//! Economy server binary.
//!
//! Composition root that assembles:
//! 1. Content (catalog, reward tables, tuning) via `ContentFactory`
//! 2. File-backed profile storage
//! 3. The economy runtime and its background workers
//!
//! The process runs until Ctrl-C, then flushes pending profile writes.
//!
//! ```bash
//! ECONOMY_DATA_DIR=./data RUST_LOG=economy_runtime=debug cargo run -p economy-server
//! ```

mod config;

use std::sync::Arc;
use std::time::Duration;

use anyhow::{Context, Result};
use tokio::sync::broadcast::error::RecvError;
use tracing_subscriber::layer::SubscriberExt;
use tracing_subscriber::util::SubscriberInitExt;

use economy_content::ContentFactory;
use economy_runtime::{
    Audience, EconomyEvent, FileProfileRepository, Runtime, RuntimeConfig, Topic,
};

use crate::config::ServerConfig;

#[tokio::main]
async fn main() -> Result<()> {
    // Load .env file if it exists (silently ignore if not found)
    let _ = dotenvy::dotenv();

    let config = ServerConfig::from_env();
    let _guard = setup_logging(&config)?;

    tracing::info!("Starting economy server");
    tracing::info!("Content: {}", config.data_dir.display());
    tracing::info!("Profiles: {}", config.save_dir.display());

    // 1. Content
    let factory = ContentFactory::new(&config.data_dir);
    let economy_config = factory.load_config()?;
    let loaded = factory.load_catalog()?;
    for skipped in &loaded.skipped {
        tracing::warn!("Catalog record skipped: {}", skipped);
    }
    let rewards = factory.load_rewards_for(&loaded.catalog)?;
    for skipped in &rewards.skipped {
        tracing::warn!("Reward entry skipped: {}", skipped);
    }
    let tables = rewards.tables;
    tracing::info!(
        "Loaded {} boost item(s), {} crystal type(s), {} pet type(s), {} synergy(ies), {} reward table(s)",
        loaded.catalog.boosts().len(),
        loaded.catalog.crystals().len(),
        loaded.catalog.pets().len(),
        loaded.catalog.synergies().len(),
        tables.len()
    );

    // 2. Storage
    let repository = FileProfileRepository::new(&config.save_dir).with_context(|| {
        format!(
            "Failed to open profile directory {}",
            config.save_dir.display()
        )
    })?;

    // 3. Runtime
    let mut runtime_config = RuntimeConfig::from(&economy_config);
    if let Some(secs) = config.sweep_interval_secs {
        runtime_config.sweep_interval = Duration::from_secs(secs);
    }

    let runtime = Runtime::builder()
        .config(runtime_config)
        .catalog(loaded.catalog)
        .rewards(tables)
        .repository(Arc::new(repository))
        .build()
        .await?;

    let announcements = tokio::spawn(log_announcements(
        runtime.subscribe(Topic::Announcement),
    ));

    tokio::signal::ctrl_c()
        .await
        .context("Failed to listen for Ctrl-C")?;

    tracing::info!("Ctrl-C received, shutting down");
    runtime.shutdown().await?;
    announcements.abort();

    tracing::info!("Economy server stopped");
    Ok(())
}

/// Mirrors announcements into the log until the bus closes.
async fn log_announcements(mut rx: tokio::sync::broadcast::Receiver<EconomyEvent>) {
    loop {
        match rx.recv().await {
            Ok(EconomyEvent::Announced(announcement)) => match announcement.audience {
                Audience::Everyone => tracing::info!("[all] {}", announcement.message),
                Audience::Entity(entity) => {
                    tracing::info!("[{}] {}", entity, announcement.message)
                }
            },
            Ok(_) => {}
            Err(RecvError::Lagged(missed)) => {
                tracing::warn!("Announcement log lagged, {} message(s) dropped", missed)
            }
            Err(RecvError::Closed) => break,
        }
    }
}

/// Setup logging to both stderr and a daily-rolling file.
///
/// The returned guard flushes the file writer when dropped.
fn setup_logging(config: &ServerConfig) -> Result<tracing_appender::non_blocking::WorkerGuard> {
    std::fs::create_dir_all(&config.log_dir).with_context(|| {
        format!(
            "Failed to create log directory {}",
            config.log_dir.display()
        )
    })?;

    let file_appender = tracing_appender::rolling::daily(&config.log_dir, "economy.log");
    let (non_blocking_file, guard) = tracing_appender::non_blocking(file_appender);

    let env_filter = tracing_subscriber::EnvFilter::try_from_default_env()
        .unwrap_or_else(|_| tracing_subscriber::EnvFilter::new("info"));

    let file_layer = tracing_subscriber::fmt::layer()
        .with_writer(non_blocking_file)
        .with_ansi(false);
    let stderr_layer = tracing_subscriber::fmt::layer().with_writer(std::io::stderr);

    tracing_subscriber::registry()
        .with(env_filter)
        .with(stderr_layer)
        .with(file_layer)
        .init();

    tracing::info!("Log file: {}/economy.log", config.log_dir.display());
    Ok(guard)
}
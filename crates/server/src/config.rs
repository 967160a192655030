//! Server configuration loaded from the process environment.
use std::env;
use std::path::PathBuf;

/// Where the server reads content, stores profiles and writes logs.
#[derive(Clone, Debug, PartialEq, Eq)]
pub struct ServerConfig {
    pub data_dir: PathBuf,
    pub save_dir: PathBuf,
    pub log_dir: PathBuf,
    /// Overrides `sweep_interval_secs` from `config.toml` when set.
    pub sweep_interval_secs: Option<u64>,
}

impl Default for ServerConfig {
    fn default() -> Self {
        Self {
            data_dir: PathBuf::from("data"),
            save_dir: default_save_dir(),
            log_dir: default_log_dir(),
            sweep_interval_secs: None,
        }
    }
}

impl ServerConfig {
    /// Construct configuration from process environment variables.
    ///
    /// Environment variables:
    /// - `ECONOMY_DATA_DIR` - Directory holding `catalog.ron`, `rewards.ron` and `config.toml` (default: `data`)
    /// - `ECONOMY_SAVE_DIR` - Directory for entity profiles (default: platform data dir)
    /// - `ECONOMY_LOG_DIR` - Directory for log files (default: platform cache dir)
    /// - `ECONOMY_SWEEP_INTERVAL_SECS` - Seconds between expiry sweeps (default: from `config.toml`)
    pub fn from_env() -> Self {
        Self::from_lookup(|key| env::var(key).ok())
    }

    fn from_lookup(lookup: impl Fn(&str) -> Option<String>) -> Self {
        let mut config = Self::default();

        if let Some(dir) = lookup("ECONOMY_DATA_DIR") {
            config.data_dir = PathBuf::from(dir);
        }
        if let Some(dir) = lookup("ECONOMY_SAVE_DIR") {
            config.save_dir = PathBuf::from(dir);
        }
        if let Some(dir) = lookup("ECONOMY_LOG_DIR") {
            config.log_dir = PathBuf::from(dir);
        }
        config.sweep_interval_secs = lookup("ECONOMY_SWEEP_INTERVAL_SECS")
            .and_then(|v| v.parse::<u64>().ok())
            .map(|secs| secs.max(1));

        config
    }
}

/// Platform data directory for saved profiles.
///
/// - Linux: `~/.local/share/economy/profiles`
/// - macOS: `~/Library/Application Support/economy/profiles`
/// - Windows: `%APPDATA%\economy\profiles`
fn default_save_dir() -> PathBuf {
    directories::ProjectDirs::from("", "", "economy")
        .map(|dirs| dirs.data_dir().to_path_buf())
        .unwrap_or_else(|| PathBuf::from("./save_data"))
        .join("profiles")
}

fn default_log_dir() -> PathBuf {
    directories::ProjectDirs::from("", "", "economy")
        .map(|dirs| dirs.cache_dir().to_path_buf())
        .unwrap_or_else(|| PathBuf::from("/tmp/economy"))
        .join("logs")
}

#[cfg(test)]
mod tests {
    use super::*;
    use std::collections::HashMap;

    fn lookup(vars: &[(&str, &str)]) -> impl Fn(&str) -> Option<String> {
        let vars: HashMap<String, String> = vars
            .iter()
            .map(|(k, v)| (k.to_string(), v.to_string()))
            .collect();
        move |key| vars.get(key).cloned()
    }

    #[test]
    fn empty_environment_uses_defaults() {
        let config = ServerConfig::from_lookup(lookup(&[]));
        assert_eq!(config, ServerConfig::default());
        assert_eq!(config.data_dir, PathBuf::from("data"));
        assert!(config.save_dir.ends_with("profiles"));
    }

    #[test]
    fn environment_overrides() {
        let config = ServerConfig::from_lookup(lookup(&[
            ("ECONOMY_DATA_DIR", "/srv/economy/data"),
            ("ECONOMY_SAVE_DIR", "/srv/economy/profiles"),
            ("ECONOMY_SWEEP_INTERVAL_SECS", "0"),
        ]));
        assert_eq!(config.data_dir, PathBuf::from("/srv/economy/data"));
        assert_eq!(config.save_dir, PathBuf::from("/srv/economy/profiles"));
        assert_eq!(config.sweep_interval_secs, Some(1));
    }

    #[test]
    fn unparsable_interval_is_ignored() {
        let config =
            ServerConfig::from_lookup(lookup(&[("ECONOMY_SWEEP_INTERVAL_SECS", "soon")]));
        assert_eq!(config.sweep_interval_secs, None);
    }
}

========================================

Filter the entries above and return only the lines holding "Some".

    if let Some(secs) = config.sweep_interval_secs {
        if let Some(dir) = lookup("ECONOMY_DATA_DIR") {
        if let Some(dir) = lookup("ECONOMY_SAVE_DIR") {
        if let Some(dir) = lookup("ECONOMY_LOG_DIR") {
        assert_eq!(config.sweep_interval_secs, Some(1));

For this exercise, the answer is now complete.